Four cheers for Gordon

The most cogent argument against Tony Blair stepping aside so that Gordon Brown can become Prime Minister is that the country would then need a new chancellor. The longer Mr Brown goes on, the more nervous one becomes about a successor. It is not just that the present incumbent has been focused on a few simple goals to a quite extraordinary degree (as Donald Hirsch details on page 12), it is also that his handling of the economy and the public finances has defied the experts. The OECD and the European Commission warned that public borrowing would run out of control; august bodies such as the Institute for Fiscal Studies have been predicting rises in the standard rate of income tax since 2001. All have proved to be wrong. Once more, Michael Howard denounced what he called a "pay later" budget. If only all bills took so long to arrive.

Not that Mr Brown is a perfect chancellor of the exchequer. He has completely ducked tax reform. He has failed to consider land tax, shied away from fundamental changes in inheritance tax, and made no sustained attempt to tackle "non-dom" status and other devices by which the stinking rich avoid tax. He could have gone much further in using tax to achieve green goals.
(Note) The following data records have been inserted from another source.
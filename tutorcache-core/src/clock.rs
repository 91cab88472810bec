use std::sync::atomic::{AtomicU64, Ordering};
use std::time::{Duration, SystemTime, UNIX_EPOCH};

/// Source of the current time, in milliseconds.
///
/// Every timestamp the store records (`created_at`, `stale_at`, `expires_at`,
/// `last_accessed_at`) comes from the store's clock, so swapping the clock is
/// enough to simulate the passage of time in tests.
///
/// # Examples
///
/// ```
/// use tutorcache_core::{Clock, ManualClock};
/// use std::time::Duration;
///
/// let clock = ManualClock::new(1_000);
/// assert_eq!(clock.now_ms(), 1_000);
///
/// clock.advance(Duration::from_secs(2));
/// assert_eq!(clock.now_ms(), 3_000);
/// ```
pub trait Clock: Send + Sync {
    /// Returns the current time in milliseconds.
    fn now_ms(&self) -> u64;
}

/// Wall clock based on `SystemTime`, in Unix milliseconds.
#[derive(Clone, Copy, Debug, Default)]
pub struct SystemClock;

impl Clock for SystemClock {
    fn now_ms(&self) -> u64 {
        // A clock set before the epoch reads as 0 rather than panicking
        SystemTime::now()
            .duration_since(UNIX_EPOCH)
            .map(|d| d.as_millis() as u64)
            .unwrap_or(0)
    }
}

/// Manually driven clock for simulated time.
#[derive(Debug, Default)]
pub struct ManualClock {
    now: AtomicU64,
}

impl ManualClock {
    /// Creates a clock frozen at `start_ms`.
    pub fn new(start_ms: u64) -> Self {
        Self {
            now: AtomicU64::new(start_ms),
        }
    }

    /// Moves the clock forward by `by`.
    pub fn advance(&self, by: Duration) {
        self.now.fetch_add(by.as_millis() as u64, Ordering::SeqCst);
    }

    /// Sets the clock to an absolute value.
    pub fn set(&self, now_ms: u64) {
        self.now.store(now_ms, Ordering::SeqCst);
    }
}

impl Clock for ManualClock {
    fn now_ms(&self) -> u64 {
        self.now.load(Ordering::SeqCst)
    }
}

#[cfg(test)]
mod tests {
    use super::*;

    #[test]
    fn test_system_clock_is_monotonic_enough() {
        let clock = SystemClock;
        let a = clock.now_ms();
        let b = clock.now_ms();
        assert!(b >= a);
        assert!(a > 0);
    }

    #[test]
    fn test_manual_clock_advance_and_set() {
        let clock = ManualClock::new(10);
        clock.advance(Duration::from_millis(5));
        assert_eq!(clock.now_ms(), 15);

        clock.set(100);
        assert_eq!(clock.now_ms(), 100);
    }
}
He seems content to let the childless, workless poor go to hell in a handcart. His proliferating public service targets and his approach to local government finance betray the old Treasury faults of excessive centralisation.

But Mr Brown's four top priorities - more money for children and poor pensioners, more spending on education and health - are beyond reproach for a social-democratic administration. In other areas, his Budget measures can be erratic, bordering on the capricious, as if he had neglected to pay proper attention to them. Who cares? For nearly a century, people have been voting Labour in the hope of getting those four things. No other chancellor has pursued them so single-mindedly or delivered them so spectacularly.